Action item —
Your task is to copy every line of the entries that holds the word "path".

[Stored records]
_ _ _

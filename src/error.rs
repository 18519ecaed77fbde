//! Error types for the capture pipeline

use thiserror::Error;

/// Result type alias for pipeline operations
pub type Result<T> = std::result::Result<T, Error>;

/// Errors that can occur while turning a transcript into screenshots
#[derive(Error, Debug)]
pub enum Error {
    /// The request is missing a field or has the wrong shape
    #[error("{0}")]
    Validation(String),

    /// The rendering surface failed to start, load the document or stabilize
    #[error("Rendering failed: {0}")]
    Render(String),

    /// The full-height capture could not be produced
    #[error("Capture failed: {0}")]
    Capture(String),

    /// A single chunk could not be extracted or written
    #[error("Error slicing chunk {index}: {reason}")]
    Slice { index: usize, reason: String },

    /// The session storage location could not be created
    #[error("Storage unavailable: {0}")]
    Resource(String),

    /// Invalid configuration
    #[error("Invalid configuration: {0}")]
    Config(String),

    #[error("I/O error: {0}")]
    Io(#[from] std::io::Error),

    #[error("Image error: {0}")]
    Image(#[from] image::ImageError),
}

impl Error {
    /// Whether the failure was caused by the caller's input rather than the pipeline.
    pub fn is_client_error(&self) -> bool {
        matches!(self, Error::Validation(_))
    }

    /// HTTP status used when reporting this error over the API boundary.
    pub fn status_code(&self) -> u16 {
        if self.is_client_error() {
            400
        } else {
            500
        }
    }
}
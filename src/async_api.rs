use crate::pipeline::{CaptureSummary, Pipeline};
use crate::surface::Surface;
use crate::{CaptureRequest, Error, RenderConfig, Result};
use std::sync::mpsc::{self, Sender};
use std::thread;
use tokio::sync::oneshot;

enum Command {
    Capture(CaptureRequest, oneshot::Sender<Result<CaptureSummary>>),
    Close(oneshot::Sender<Result<()>>),
}

/// An async-friendly capture service backed by a dedicated worker thread.
///
/// The worker thread owns the pipeline and runs invocations one after
/// another, so async callers never block their runtime on browser I/O. Each
/// invocation still opens and releases its own surface.
#[derive(Clone)]
pub struct Screenshotter {
    cmd_tx: Sender<Command>,
}

impl Screenshotter {
    /// Start the worker. Fails if the pipeline configuration is invalid.
    pub async fn new<S, F>(pipeline: Pipeline, open: F) -> Result<Self>
    where
        S: Surface + 'static,
        F: Fn(&RenderConfig) -> Result<S> + Send + 'static,
    {
        let (cmd_tx, cmd_rx) = mpsc::channel::<Command>();
        let (init_tx, init_rx): (oneshot::Sender<Result<()>>, oneshot::Receiver<Result<()>>) =
            oneshot::channel();

        thread::Builder::new()
            .name("chatshot-async".into())
            .spawn(move || {
                if let Err(err) = pipeline.config().validate() {
                    let _ = init_tx.send(Err(err));
                    return;
                }
                let _ = init_tx.send(Ok(()));

                while let Ok(cmd) = cmd_rx.recv() {
                    match cmd {
                        Command::Capture(request, resp) => {
                            let res = pipeline.capture(&request, &open);
                            let _ = resp.send(res);
                        }
                        Command::Close(resp) => {
                            let _ = resp.send(Ok(()));
                            break;
                        }
                    }
                }
            })?;

        // Wait for the worker to report initialization success or failure
        let init_res = init_rx
            .await
            .map_err(|e| Error::Render(format!("Worker init canceled: {}", e)))?;
        init_res?;

        Ok(Self { cmd_tx })
    }

    /// Start a worker that launches headless Chrome for every capture.
    #[cfg(feature = "cdp")]
    pub async fn with_chrome(pipeline: Pipeline) -> Result<Self> {
        Self::new(pipeline, crate::cdp::CdpSurface::open).await
    }

    /// Run one capture on the worker.
    pub async fn capture(&self, request: CaptureRequest) -> Result<CaptureSummary> {
        let (tx, rx) = oneshot::channel();
        self.cmd_tx
            .send(Command::Capture(request, tx))
            .map_err(|_| Error::Render("capture worker has shut down".into()))?;
        rx.await
            .map_err(|e| Error::Render(format!("Capture canceled: {}", e)))?
    }

    /// Shut the worker down after in-flight captures finish.
    pub async fn close(self) -> Result<()> {
        let (tx, rx) = oneshot::channel();
        let _ = self.cmd_tx.send(Command::Close(tx));
        rx.await
            .map_err(|e| Error::Render(format!("Close canceled: {}", e)))?
    }
}
//! Page template for the simulated phone chat screen
//!
//! The markup is static apart from the header (status-bar clock, contact name
//! and avatar) and the message region produced by [`crate::document`]. The
//! renderer relies on two hooks in this page: [`CONTAINER_SELECTOR`] for the
//! full content height and [`HEADER_SELECTOR`] for the sticky header.

use crate::document::escape_html;

/// Root element whose bounding height is the content height
pub const CONTAINER_SELECTOR: &str = "#chat-to-capture";

/// Sticky header (status bar + chat header) shown only in the first chunk
pub const HEADER_SELECTOR: &str = "#chat-header";

const STYLESHEET: &str = r#"
body {
    margin: 0;
    font-family: -apple-system, BlinkMacSystemFont, "Segoe UI", Roboto, sans-serif;
    -webkit-font-smoothing: antialiased;
    background-color: #F2F2F7;
}
.chat-container {
    width: {{WIDTH}}px;
    background-color: #F2F2F7;
    display: flex;
    flex-direction: column;
    position: relative;
}
.chat-top {
    position: sticky;
    top: 0;
    z-index: 100;
    background-color: #F2F2F7;
}
.status-bar {
    height: 44px;
    display: flex;
    justify-content: center;
    align-items: center;
    padding: 0 16px;
    font-size: 14px;
    font-weight: 600;
    color: #000;
    position: relative;
}
.status-bar-time {
    position: absolute;
    left: 50%;
    transform: translateX(-50%);
}
.status-icons {
    position: absolute;
    right: 16px;
    display: flex;
    align-items: center;
    gap: 4px;
}
.chat-header {
    height: 52px;
    display: flex;
    align-items: center;
    padding: 4px 16px;
}
.back-button {
    color: #007AFF;
    font-size: 32px;
    text-decoration: none;
    margin-right: 4px;
    line-height: 1;
    font-weight: 300;
}
.avatar {
    width: 36px;
    height: 36px;
    border-radius: 50%;
    margin: 0 8px;
    display: flex;
    align-items: center;
    justify-content: center;
    color: white;
    font-weight: 500;
    font-size: 15px;
    text-transform: uppercase;
}
.contact-name {
    font-size: 17px;
    font-weight: 600;
    color: #000;
}
.messages-container {
    flex: 1;
    padding: 8px 8px 16px;
    display: flex;
    flex-direction: column;
    gap: 2px;
}
.timestamp-separator {
    align-self: center;
    margin: 12px 0 6px;
    font-size: 12px;
    font-weight: 500;
    color: #8E8E93;
}
.message-bubble {
    max-width: 75%;
    padding: 8px 12px;
    margin: 1px 8px 18px;
    border-radius: 17px;
    font-size: 17px;
    line-height: 1.3125;
    position: relative;
    white-space: pre-wrap;
    word-wrap: break-word;
}
.message-bubble.sender {
    background-color: #007AFF;
    color: white;
    align-self: flex-end;
    margin-left: auto;
    border-bottom-right-radius: 5px;
}
.message-bubble.contact {
    background-color: #E9E9E9;
    color: #000;
    align-self: flex-start;
    margin-right: auto;
    border-bottom-left-radius: 5px;
}
.message-time {
    font-size: 11px;
    color: #8E8E93;
    text-align: right;
    position: absolute;
    right: 12px;
    bottom: -16px;
    white-space: nowrap;
}
"#;

const SIGNAL_ICON: &str = r#"<svg width="18" height="12" viewBox="0 0 18 12" fill="black"><path d="M1 4.5h2v3H1zM4.5 3h2v6h-2zM8 1.5h2v9H8zM11.5 0h2v12h-2zM15 2.5h2v7h-2z"/></svg>"#;

/// Inputs for one rendered page
#[derive(Debug, Clone)]
pub struct PageParts<'a> {
    /// Content width in CSS pixels
    pub width: u32,
    /// Clock shown in the status bar (already formatted)
    pub status_time: &'a str,
    /// Counterpart shown in the chat header
    pub contact_name: &'a str,
    /// Message region markup from [`crate::document::build_message_markup`]
    pub messages_html: &'a str,
}

/// Assemble the complete, self-contained HTML page.
pub fn render_page(parts: &PageParts<'_>) -> String {
    let style = STYLESHEET.replace("{{WIDTH}}", &parts.width.to_string());
    let color = avatar_color(parts.contact_name);
    let initials = escape_html(&initials(parts.contact_name));

    format!(
        r##"<!DOCTYPE html>
<html>
<head>
<meta charset="UTF-8">
<meta name="viewport" content="width={width}, initial-scale=1.0">
<style>{style}</style>
</head>
<body>
<div class="chat-container" id="chat-to-capture">
<div class="chat-top" id="chat-header">
<div class="status-bar">
<div class="status-bar-time">{time}</div>
<div class="status-icons">{icon}</div>
</div>
<div class="chat-header">
<a href="#" class="back-button">&#8249;</a>
<div class="avatar" style="background-color: {color};">{initials}</div>
<div class="contact-name">{name}</div>
</div>
</div>
<div class="messages-container">
{messages}
</div>
</div>
</body>
</html>
"##,
        width = parts.width,
        style = style,
        time = escape_html(parts.status_time),
        icon = SIGNAL_ICON,
        color = color,
        initials = initials,
        name = escape_html(parts.contact_name),
        messages = parts.messages_html,
    )
}

/// Deterministic avatar background derived from a display name.
///
/// Hashes the UTF-16 code units with `h = c + (h << 5) - h` in wrapping
/// 32-bit arithmetic, then takes the low three bytes as RGB, each clamped to
/// `[100, 200]` so the color is never too dark or too washed out.
pub fn avatar_color(name: &str) -> String {
    let mut hash: i32 = 0;
    for unit in name.encode_utf16() {
        hash = (unit as i32).wrapping_add(hash.wrapping_shl(5).wrapping_sub(hash));
    }

    let mut color = String::from("#");
    for i in 0..3 {
        let value = (hash >> (i * 8)) & 0xFF;
        let adjusted = value.clamp(100, 200);
        color.push_str(&format!("{:02x}", adjusted));
    }
    color
}

/// Up to two uppercase initials, one per space-separated word.
pub fn initials(name: &str) -> String {
    name.split(' ')
        .take(2)
        .filter_map(|word| word.chars().next())
        .collect::<String>()
        .to_uppercase()
}
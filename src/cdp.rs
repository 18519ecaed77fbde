//! Chrome DevTools Protocol surface implementation

use crate::surface::Surface;
use crate::{Error, RenderConfig, Result, Viewport};
use headless_chrome::browser::tab::Tab;
use headless_chrome::protocol::cdp::Page;
use headless_chrome::types::Bounds;
use headless_chrome::{Browser, LaunchOptions};
use log::{debug, info};
use std::sync::Arc;
use std::time::Duration;

// Computed style is empty until the stylesheet has been applied to <body>.
const READY_PROBE: &str = r#"(function() {
    if (!document.body) return false;
    const styles = window.getComputedStyle(document.body);
    return styles.backgroundColor !== '' && styles.fontFamily !== '';
})()"#;

/// Surface backed by a private headless Chrome process (uses the `headless_chrome` crate)
///
/// Every instance launches its own browser with a single tab; nothing is
/// shared between captures. Closing drops the browser, which terminates the
/// child process.
pub struct CdpSurface {
    browser: Option<Browser>,
    tab: Option<Arc<Tab>>,
    viewport: Viewport,
}

impl CdpSurface {
    /// Launch a browser sized to one chunk of the configured geometry.
    pub fn open(config: &RenderConfig) -> Result<Self> {
        let viewport = config.viewport();

        let mut builder = LaunchOptions::default_builder();
        builder
            .headless(true)
            .sandbox(config.sandbox)
            .window_size(Some((viewport.width, viewport.height)))
            .idle_browser_timeout(Duration::from_millis(config.ready_timeout_ms.max(30_000)));
        if let Some(path) = &config.chrome_path {
            builder.path(Some(path.clone()));
        }
        let launch_options = builder
            .build()
            .map_err(|e| Error::Render(format!("Failed to build launch options: {}", e)))?;

        info!("Launching browser ({}x{})", viewport.width, viewport.height);
        let browser = Browser::new(launch_options)
            .map_err(|e| Error::Render(format!("Failed to launch browser: {}", e)))?;

        let tab = browser
            .new_tab()
            .map_err(|e| Error::Render(format!("Failed to create tab: {}", e)))?;
        tab.set_default_timeout(Duration::from_millis(config.ready_timeout_ms));

        Ok(Self {
            browser: Some(browser),
            tab: Some(tab),
            viewport,
        })
    }

    fn tab(&self) -> Result<&Arc<Tab>> {
        self.tab
            .as_ref()
            .ok_or_else(|| Error::Render("surface already closed".into()))
    }

    fn evaluate(&self, expression: &str) -> Result<Option<serde_json::Value>> {
        let remote = self
            .tab()?
            .evaluate(expression, false)
            .map_err(|e| Error::Render(format!("Evaluation failed: {}", e)))?;
        Ok(remote.value)
    }

    fn resize(&self, width: u32, height: u32) -> Result<()> {
        self.tab()?
            .set_bounds(Bounds::Normal {
                left: None,
                top: None,
                width: Some(width as f64),
                height: Some(height as f64),
            })
            .map_err(|e| Error::Capture(format!("Failed to resize frame: {}", e)))?;
        Ok(())
    }
}

impl Surface for CdpSurface {
    fn load_html(&mut self, html: &str, width: u32) -> Result<()> {
        self.resize(width, self.viewport.height)
            .map_err(|e| Error::Render(e.to_string()))?;

        let tab = self.tab()?;
        let tree = tab
            .call_method(Page::GetFrameTree(None))
            .map_err(|e| Error::Render(format!("Failed to read frame tree: {}", e)))?;

        tab.call_method(Page::SetDocumentContent {
            frame_id: tree.frame_tree.frame.id,
            html: html.to_string(),
        })
        .map_err(|e| Error::Render(format!("Failed to load document: {}", e)))?;

        debug!("Loaded document ({} bytes)", html.len());
        Ok(())
    }

    fn is_ready(&mut self) -> Result<bool> {
        Ok(matches!(self.evaluate(READY_PROBE)?, Some(serde_json::Value::Bool(true))))
    }

    fn element_height(&mut self, selector: &str) -> Result<u32> {
        let quoted = serde_json::to_string(selector)
            .map_err(|e| Error::Render(format!("Bad selector {}: {}", selector, e)))?;
        let expression = format!(
            "(function() {{ const el = document.querySelector({}); return el ? Math.ceil(el.getBoundingClientRect().height) : 0; }})()",
            quoted
        );

        let height = self
            .evaluate(&expression)?
            .and_then(|v| v.as_f64())
            .ok_or_else(|| Error::Render(format!("No height returned for {}", selector)))?;

        Ok(height.max(0.0) as u32)
    }

    fn capture_png(&mut self, width: u32, height: u32) -> Result<Vec<u8>> {
        self.resize(width, height)?;

        let clip = Page::Viewport {
            x: 0.0,
            y: 0.0,
            width: width as f64,
            height: height as f64,
            scale: 1.0,
        };

        self.tab()?
            .capture_screenshot(Page::CaptureScreenshotFormatOption::Png, None, Some(clip), true)
            .map_err(|e| Error::Capture(format!("Screenshot failed: {}", e)))
    }

    fn close(&mut self) -> Result<()> {
        // Dropping the browser terminates the child process.
        drop(self.tab.take());
        if self.browser.take().is_some() {
            info!("Closing browser");
        }
        Ok(())
    }
}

_ _ _

Task solution —
const SIGNAL_ICON: &str = r#"<svg width="18" height="12" viewBox="0 0 18 12" fill="black"><path d="M1 4.5h2v3H1zM4.5 3h2v6h-2zM8 1.5h2v9H8zM11.5 0h2v12h-2zM15 2.5h2v7h-2z"/></svg>"#;
        if let Some(path) = &config.chrome_path {
            builder.path(Some(path.clone()));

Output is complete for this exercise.